少女には、たまらなく嬉しくて、悲しかった。
――あれから、しばらく歩いたころだった。ちょうど休憩したところから、距離を二倍にしたくらいで。地下鉄の線路の上を数時間ほど歩いたぐらいのところ。急に、少女の足取りが重たくなって、少年は後ろに足を引っ張られる。そして立ち止まってしまった。
「どうしたの? お姉ちゃん」
「……」
振り返って、ライトを当てると、少女の顔を俯けて小刻みに肩を揺らしていた。
「お姉ちゃん……?」
「もう少しだけ、ここで休まない?」
「……疲れちゃった? でも、もう少しだよね?」
声に心配の色が混じっている。少年の心は純真だった。
「ごめんなさい。もう少しだけ、一緒にいたかったんだけど――、ありがとう。私を信じてくれて」
少女は少年と目を合わさずに、乱暴に握っていた手を振りほどいて、懐中電灯を奪い、少しだけ走って、これから向かおうとしている先に向けて光を放った。
「見て……」
懐中電灯の灯かりを闇の帳に向ける。そこには、赤や緑。黄色や紫といった色とりどりの光を放つ円盤が無数に浮いていた。円盤はきゅるりきゅるりと音を立てて、少年に馴染みのない技術で空中に浮遊していた。

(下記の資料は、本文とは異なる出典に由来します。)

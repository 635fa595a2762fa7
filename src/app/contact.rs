use leptos::{html, prelude::*};

use crate::{content::Contact, tracker::SectionId};

const INPUT_CLASS: &str = "w-full p-3 rounded-lg bg-gray-800 text-white focus:ring-2 focus:ring-blue-400 focus:outline-none text-sm sm:text-base";
const LABEL_CLASS: &str = "block text-gray-300 font-semibold mb-2 text-sm sm:text-base";

#[component]
pub fn ContactSection(section_ref: NodeRef<html::Section>, contact: &'static Contact) -> impl IntoView {
    view! {
        <section id=SectionId::Contact.as_str() node_ref=section_ref class="py-12 sm:py-20 bg-gray-800">
            <div class="max-w-6xl mx-auto px-4 sm:px-6">
                <h2 class="text-3xl sm:text-4xl font-bold text-center mb-8 sm:mb-12 text-blue-300 reveal">
                    "Let's Connect"
                </h2>
                <div class="grid md:grid-cols-2 gap-8 sm:gap-12 items-start">
                    <ContactDetails contact />
                    <ContactForm endpoint=contact.form_endpoint.clone() />
                </div>
            </div>
        </section>
    }
}

#[component]
fn ContactDetails(contact: &'static Contact) -> impl IntoView {
    view! {
        <div class="bg-gray-800 rounded-xl p-4 sm:p-8 shadow order-2 md:order-1 reveal">
            <p class="text-sm sm:text-base text-gray-300 mb-4 sm:mb-6">
                "I'm actively seeking opportunities in data engineering roles where I can apply my cloud-native skills and continue growing in the field of big data and analytics."
            </p>
            <div class="space-y-3 sm:space-y-4">
                <DetailRow icon="📧">
                    <span class="select-all text-sm sm:text-base break-all">{contact.email.clone()}</span>
                </DetailRow>
                <DetailRow icon="📞">
                    <span class="select-all text-sm sm:text-base">{contact.phone.clone()}</span>
                </DetailRow>
                <DetailRow icon="📍">
                    <span class="text-sm sm:text-base">{contact.location.clone()}</span>
                </DetailRow>
                <DetailRow>
                    <i class="devicon-github-plain text-gray-300" />
                    <a
                        href=contact.github.clone()
                        target="_blank"
                        rel="noopener noreferrer"
                        class="hover:text-blue-400 text-sm sm:text-base break-all"
                    >
                        "GitHub Profile"
                    </a>
                </DetailRow>
                <DetailRow>
                    <i class="devicon-linkedin-plain text-blue-500" />
                    <a
                        href=contact.linkedin.clone()
                        target="_blank"
                        rel="noopener noreferrer"
                        class="hover:text-blue-400 text-sm sm:text-base break-all"
                    >
                        "LinkedIn Profile"
                    </a>
                </DetailRow>
            </div>
        </div>
    }
}

#[component]
fn DetailRow(#[prop(optional)] icon: Option<&'static str>, children: Children) -> impl IntoView {
    view! {
        <div class="flex items-center gap-3 sm:gap-4 p-3 sm:p-4 bg-gray-700 rounded-lg">
            {icon.map(|icon| view! { <span aria-hidden="true">{icon}</span> })}
            {children()}
        </div>
    }
}

/// Plain HTML POST straight to the relay; the site never sees the submission.
#[component]
fn ContactForm(endpoint: String) -> impl IntoView {
    view! {
        <form
            action=endpoint
            method="POST"
            class="bg-gray-700 rounded-xl p-4 sm:p-8 shadow-lg space-y-4 sm:space-y-6 order-1 md:order-2 reveal"
        >
            <div>
                <label for="name" class=LABEL_CLASS>
                    "Name"
                </label>
                <input
                    type="text"
                    name="name"
                    id="name"
                    required=true
                    class=INPUT_CLASS
                    placeholder="Your Name"
                />
            </div>
            <div>
                <label for="email" class=LABEL_CLASS>
                    "Email"
                </label>
                <input
                    type="email"
                    name="email"
                    id="email"
                    required=true
                    class=INPUT_CLASS
                    placeholder="you@example.com"
                />
            </div>
            <div>
                <label for="message" class=LABEL_CLASS>
                    "Message"
                </label>
                <textarea
                    name="message"
                    id="message"
                    rows="5"
                    required=true
                    class=INPUT_CLASS
                    placeholder="Write your message here..."
                ></textarea>
            </div>
            <button
                type="submit"
                class="w-full bg-blue-600 text-white py-3 rounded-lg font-semibold hover:bg-blue-700 active:scale-95 transition-all text-sm sm:text-base"
            >
                "Send Message"
            </button>
        </form>
    }
}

それらは、少年が知る言葉でいうところのUFOというものだった。
「こ、これはいったい……」
ふよふよと浮かぶ無数のUFOの大群。
そのうちの一機がこちらに近づいて来る。その一機は、タラップを崖に向かって下ろす。内部からは眩いばかりの光が漏れて、暗闇になれてしまった少年の瞳を鋭く刺した。
そして少女は、その端正な顔の皮膚を、スパイ映画でよくあるように、ベリベリと剥がしたのだ。人工(?)皮膚でできた仮面の下からは、SF映画でよく見る斜め方向に伸びた細長い目と、光沢のある鼠色の皮膚で覆われた、いかにも宇宙人を思わせる顔が現れた。
少年の頬を赤らめさせた、あの端正な顔立ちはまるっきりのまやかしだったのか。ぽかんと開いた口が塞がらない。
「……お、おねえちゃん……?」
「ゾミカ、ボゲラバグネソ、ゲバゲバナ」
訳:ごめんなさい、君を騙すことがこんなに苦しくなるとは思わなかった。
「……え……?」
「ゼミータ、ナハーナハー。ゲメッケ、トパバハカ」
訳:私はもともと地球侵略に来たんだけれど、こんなことに巻き込まれてね。
「コモーナ、ケタバレイソ!」
訳:この姿を見たからには、帰すわけにはいない!
宇宙人の持つ光線から、閃光が放たれた。
「うあああああああああああああああああああっっ!!」
その場に意識を失って、倒れ込む少年。その身体を引きずって、宇宙人はタラップを登る。そして、眩い光の中へと、ふたりは溶けていくのだった。